Records from a data collection:
################

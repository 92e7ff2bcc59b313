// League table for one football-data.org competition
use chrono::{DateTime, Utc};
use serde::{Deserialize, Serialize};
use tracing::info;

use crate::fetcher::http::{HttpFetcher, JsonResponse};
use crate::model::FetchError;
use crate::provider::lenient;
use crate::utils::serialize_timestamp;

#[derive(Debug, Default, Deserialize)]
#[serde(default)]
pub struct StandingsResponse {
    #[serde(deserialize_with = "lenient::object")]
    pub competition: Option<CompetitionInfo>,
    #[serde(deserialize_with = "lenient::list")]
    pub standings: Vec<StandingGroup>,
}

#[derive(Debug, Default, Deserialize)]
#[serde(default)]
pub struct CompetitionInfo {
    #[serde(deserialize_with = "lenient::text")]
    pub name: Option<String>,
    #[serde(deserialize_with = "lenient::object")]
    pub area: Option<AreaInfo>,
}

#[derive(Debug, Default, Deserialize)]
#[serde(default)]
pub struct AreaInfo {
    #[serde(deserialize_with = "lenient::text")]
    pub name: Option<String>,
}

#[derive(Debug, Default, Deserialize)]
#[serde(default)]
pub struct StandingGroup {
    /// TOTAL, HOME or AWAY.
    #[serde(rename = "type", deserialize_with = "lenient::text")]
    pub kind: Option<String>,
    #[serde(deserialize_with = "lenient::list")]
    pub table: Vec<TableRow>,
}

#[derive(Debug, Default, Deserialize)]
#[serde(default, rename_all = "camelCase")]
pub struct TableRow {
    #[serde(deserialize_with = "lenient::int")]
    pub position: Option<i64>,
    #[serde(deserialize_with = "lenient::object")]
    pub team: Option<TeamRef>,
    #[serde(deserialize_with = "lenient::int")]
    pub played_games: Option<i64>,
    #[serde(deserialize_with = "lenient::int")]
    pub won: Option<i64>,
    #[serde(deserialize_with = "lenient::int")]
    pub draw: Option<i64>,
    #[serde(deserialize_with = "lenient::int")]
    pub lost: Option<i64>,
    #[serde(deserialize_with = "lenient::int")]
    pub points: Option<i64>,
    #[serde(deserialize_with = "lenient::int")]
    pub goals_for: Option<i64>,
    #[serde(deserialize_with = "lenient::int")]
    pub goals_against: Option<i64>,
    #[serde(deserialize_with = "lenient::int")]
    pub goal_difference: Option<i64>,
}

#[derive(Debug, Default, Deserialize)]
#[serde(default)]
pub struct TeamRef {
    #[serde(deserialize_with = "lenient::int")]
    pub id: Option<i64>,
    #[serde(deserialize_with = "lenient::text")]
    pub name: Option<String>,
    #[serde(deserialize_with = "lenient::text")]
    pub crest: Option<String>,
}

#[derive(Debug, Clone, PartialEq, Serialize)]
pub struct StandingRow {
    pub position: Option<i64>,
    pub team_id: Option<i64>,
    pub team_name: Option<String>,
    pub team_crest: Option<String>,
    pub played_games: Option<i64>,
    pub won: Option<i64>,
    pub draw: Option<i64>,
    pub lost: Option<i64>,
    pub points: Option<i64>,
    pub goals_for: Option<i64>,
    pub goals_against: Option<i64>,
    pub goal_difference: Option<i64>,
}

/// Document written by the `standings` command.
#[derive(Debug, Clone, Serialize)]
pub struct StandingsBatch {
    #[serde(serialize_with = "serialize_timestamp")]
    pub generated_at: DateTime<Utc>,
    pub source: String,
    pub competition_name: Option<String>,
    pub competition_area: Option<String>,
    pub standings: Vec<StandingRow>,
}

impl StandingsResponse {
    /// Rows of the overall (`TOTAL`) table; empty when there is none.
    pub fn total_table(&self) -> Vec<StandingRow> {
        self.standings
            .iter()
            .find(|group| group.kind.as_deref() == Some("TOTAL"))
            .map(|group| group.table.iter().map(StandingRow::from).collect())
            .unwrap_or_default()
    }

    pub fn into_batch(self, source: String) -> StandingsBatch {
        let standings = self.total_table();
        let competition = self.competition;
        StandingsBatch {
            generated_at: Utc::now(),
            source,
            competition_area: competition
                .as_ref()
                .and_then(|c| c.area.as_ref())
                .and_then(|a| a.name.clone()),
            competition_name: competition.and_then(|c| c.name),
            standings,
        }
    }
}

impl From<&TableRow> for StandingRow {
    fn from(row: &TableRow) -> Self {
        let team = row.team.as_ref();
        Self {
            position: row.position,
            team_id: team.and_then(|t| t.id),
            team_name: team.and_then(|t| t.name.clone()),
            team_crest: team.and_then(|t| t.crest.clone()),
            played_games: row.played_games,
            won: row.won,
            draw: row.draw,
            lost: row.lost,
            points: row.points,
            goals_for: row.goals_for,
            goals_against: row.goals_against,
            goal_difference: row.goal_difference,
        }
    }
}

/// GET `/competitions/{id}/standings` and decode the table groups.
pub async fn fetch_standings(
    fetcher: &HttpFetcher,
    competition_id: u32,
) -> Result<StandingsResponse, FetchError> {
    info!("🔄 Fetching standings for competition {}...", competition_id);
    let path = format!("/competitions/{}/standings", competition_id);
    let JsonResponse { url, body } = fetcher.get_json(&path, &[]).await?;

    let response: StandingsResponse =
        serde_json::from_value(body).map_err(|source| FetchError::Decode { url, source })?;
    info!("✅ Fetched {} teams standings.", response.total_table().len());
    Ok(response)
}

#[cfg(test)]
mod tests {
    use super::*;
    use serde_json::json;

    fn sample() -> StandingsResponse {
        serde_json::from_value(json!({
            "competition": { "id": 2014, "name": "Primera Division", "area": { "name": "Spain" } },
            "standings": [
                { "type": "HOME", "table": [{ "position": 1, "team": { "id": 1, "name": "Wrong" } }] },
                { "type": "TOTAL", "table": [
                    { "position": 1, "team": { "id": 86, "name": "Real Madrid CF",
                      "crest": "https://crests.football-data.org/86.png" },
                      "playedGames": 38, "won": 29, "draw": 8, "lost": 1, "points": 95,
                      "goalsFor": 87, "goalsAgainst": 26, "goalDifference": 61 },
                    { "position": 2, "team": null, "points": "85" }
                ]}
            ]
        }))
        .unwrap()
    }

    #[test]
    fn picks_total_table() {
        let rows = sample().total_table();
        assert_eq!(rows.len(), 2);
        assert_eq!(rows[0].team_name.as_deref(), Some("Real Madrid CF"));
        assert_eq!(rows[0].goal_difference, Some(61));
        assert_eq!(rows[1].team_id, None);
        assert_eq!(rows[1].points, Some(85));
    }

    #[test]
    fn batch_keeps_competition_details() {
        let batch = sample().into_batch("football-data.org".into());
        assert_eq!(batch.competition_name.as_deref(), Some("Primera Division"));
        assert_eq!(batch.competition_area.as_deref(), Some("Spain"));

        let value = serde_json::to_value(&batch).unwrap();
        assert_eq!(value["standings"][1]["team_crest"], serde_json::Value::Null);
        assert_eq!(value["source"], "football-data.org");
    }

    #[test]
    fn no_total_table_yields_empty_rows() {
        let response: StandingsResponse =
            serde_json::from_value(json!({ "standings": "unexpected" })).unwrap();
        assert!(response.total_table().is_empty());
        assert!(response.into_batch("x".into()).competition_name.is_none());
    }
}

################

All of the entries above are to be written out again exactly.

SOLUTION BELOW.
repository 92e7ff2bcc59b313
// League table for one football-data.org competition
use chrono::{DateTime, Utc};
use serde::{Deserialize, Serialize};
use tracing::info;

use crate::fetcher::http::{HttpFetcher, JsonResponse};
use crate::model::FetchError;
use crate::provider::lenient;
use crate::utils::serialize_timestamp;

#[derive(Debug, Default, Deserialize)]
#[serde(default)]
pub struct StandingsResponse {
    #[serde(deserialize_with = "lenient::object")]
    pub competition: Option<CompetitionInfo>,
    #[serde(deserialize_with = "lenient::list")]
    pub standings: Vec<StandingGroup>,
}

#[derive(Debug, Default, Deserialize)]
#[serde(default)]
pub struct CompetitionInfo {
    #[serde(deserialize_with = "lenient::text")]
    pub name: Option<String>,
    #[serde(deserialize_with = "lenient::object")]
    pub area: Option<AreaInfo>,
}

#[derive(Debug, Default, Deserialize)]
#[serde(default)]
pub struct AreaInfo {
    #[serde(deserialize_with = "lenient::text")]
    pub name: Option<String>,
}

#[derive(Debug, Default, Deserialize)]
#[serde(default)]
pub struct StandingGroup {
    /// TOTAL, HOME or AWAY.
    #[serde(rename = "type", deserialize_with = "lenient::text")]
    pub kind: Option<String>,
    #[serde(deserialize_with = "lenient::list")]
    pub table: Vec<TableRow>,
}

#[derive(Debug, Default, Deserialize)]
#[serde(default, rename_all = "camelCase")]
pub struct TableRow {
    #[serde(deserialize_with = "lenient::int")]
    pub position: Option<i64>,
    #[serde(deserialize_with = "lenient::object")]
    pub team: Option<TeamRef>,
    #[serde(deserialize_with = "lenient::int")]
    pub played_games: Option<i64>,
    #[serde(deserialize_with = "lenient::int")]
    pub won: Option<i64>,
    #[serde(deserialize_with = "lenient::int")]
    pub draw: Option<i64>,
    #[serde(deserialize_with = "lenient::int")]
    pub lost: Option<i64>,
    #[serde(deserialize_with = "lenient::int")]
    pub points: Option<i64>,
    #[serde(deserialize_with = "lenient::int")]
    pub goals_for: Option<i64>,
    #[serde(deserialize_with = "lenient::int")]
    pub goals_against: Option<i64>,
    #[serde(deserialize_with = "lenient::int")]
    pub goal_difference: Option<i64>,
}

#[derive(Debug, Default, Deserialize)]
#[serde(default)]
pub struct TeamRef {
    #[serde(deserialize_with = "lenient::int")]
    pub id: Option<i64>,
    #[serde(deserialize_with = "lenient::text")]
    pub name: Option<String>,
    #[serde(deserialize_with = "lenient::text")]
    pub crest: Option<String>,
}

#[derive(Debug, Clone, PartialEq, Serialize)]
pub struct StandingRow {
    pub position: Option<i64>,
    pub team_id: Option<i64>,
    pub team_name: Option<String>,
    pub team_crest: Option<String>,
    pub played_games: Option<i64>,
    pub won: Option<i64>,
    pub draw: Option<i64>,
    pub lost: Option<i64>,
    pub points: Option<i64>,
    pub goals_for: Option<i64>,
    pub goals_against: Option<i64>,
    pub goal_difference: Option<i64>,
}

/// Document written by the `standings` command.
#[derive(Debug, Clone, Serialize)]
pub struct StandingsBatch {
    #[serde(serialize_with = "serialize_timestamp")]
    pub generated_at: DateTime<Utc>,
    pub source: String,
    pub competition_name: Option<String>,
    pub competition_area: Option<String>,
    pub standings: Vec<StandingRow>,
}

impl StandingsResponse {
    /// Rows of the overall (`TOTAL`) table; empty when there is none.
    pub fn total_table(&self) -> Vec<StandingRow> {
        self.standings
            .iter()
            .find(|group| group.kind.as_deref() == Some("TOTAL"))
            .map(|group| group.table.iter().map(StandingRow::from).collect())
            .unwrap_or_default()
    }

    pub fn into_batch(self, source: String) -> StandingsBatch {
        let standings = self.total_table();
        let competition = self.competition;
        StandingsBatch {
            generated_at: Utc::now(),
            source,
            competition_area: competition
                .as_ref()
                .and_then(|c| c.area.as_ref())
                .and_then(|a| a.name.clone()),
            competition_name: competition.and_then(|c| c.name),
            standings,
        }
    }
}

impl From<&TableRow> for StandingRow {
    fn from(row: &TableRow) -> Self {
        let team = row.team.as_ref();
        Self {
            position: row.position,
            team_id: team.and_then(|t| t.id),
            team_name: team.and_then(|t| t.name.clone()),
            team_crest: team.and_then(|t| t.crest.clone()),
            played_games: row.played_games,
            won: row.won,
            draw: row.draw,
            lost: row.lost,
            points: row.points,
            goals_for: row.goals_for,
            goals_against: row.goals_against,
            goal_difference: row.goal_difference,
        }
    }
}

/// GET `/competitions/{id}/standings` and decode the table groups.
pub async fn fetch_standings(
    fetcher: &HttpFetcher,
    competition_id: u32,
) -> Result<StandingsResponse, FetchError> {
    info!("🔄 Fetching standings for competition {}...", competition_id);
    let path = format!("/competitions/{}/standings", competition_id);
    let JsonResponse { url, body } = fetcher.get_json(&path, &[]).await?;

    let response: StandingsResponse =
        serde_json::from_value(body).map_err(|source| FetchError::Decode { url, source })?;
    info!("✅ Fetched {} teams standings.", response.total_table().len());
    Ok(response)
}

#[cfg(test)]
mod tests {
    use super::*;
    use serde_json::json;

    fn sample() -> StandingsResponse {
        serde_json::from_value(json!({
            "competition": { "id": 2014, "name": "Primera Division", "area": { "name": "Spain" } },
            "standings": [
                { "type": "HOME", "table": [{ "position": 1, "team": { "id": 1, "name": "Wrong" } }] },
                { "type": "TOTAL", "table": [
                    { "position": 1, "team": { "id": 86, "name": "Real Madrid CF",
                      "crest": "https://crests.football-data.org/86.png" },
                      "playedGames": 38, "won": 29, "draw": 8, "lost": 1, "points": 95,
                      "goalsFor": 87, "goalsAgainst": 26, "goalDifference": 61 },
                    { "position": 2, "team": null, "points": "85" }
                ]}
            ]
        }))
        .unwrap()
    }

    #[test]
    fn picks_total_table() {
        let rows = sample().total_table();
        assert_eq!(rows.len(), 2);
        assert_eq!(rows[0].team_name.as_deref(), Some("Real Madrid CF"));
        assert_eq!(rows[0].goal_difference, Some(61));
        assert_eq!(rows[1].team_id, None);
        assert_eq!(rows[1].points, Some(85));
    }

    #[test]
    fn batch_keeps_competition_details() {
        let batch = sample().into_batch("football-data.org".into());
        assert_eq!(batch.competition_name.as_deref(), Some("Primera Division"));
        assert_eq!(batch.competition_area.as_deref(), Some("Spain"));

        let value = serde_json::to_value(&batch).unwrap();
        assert_eq!(value["standings"][1]["team_crest"], serde_json::Value::Null);
        assert_eq!(value["source"], "football-data.org");
    }

    #[test]
    fn no_total_table_yields_empty_rows() {
        let response: StandingsResponse =
            serde_json::from_value(json!({ "standings": "unexpected" })).unwrap();
        assert!(response.total_table().is_empty());
        assert!(response.into_batch("x".into()).competition_name.is_none());
    }
}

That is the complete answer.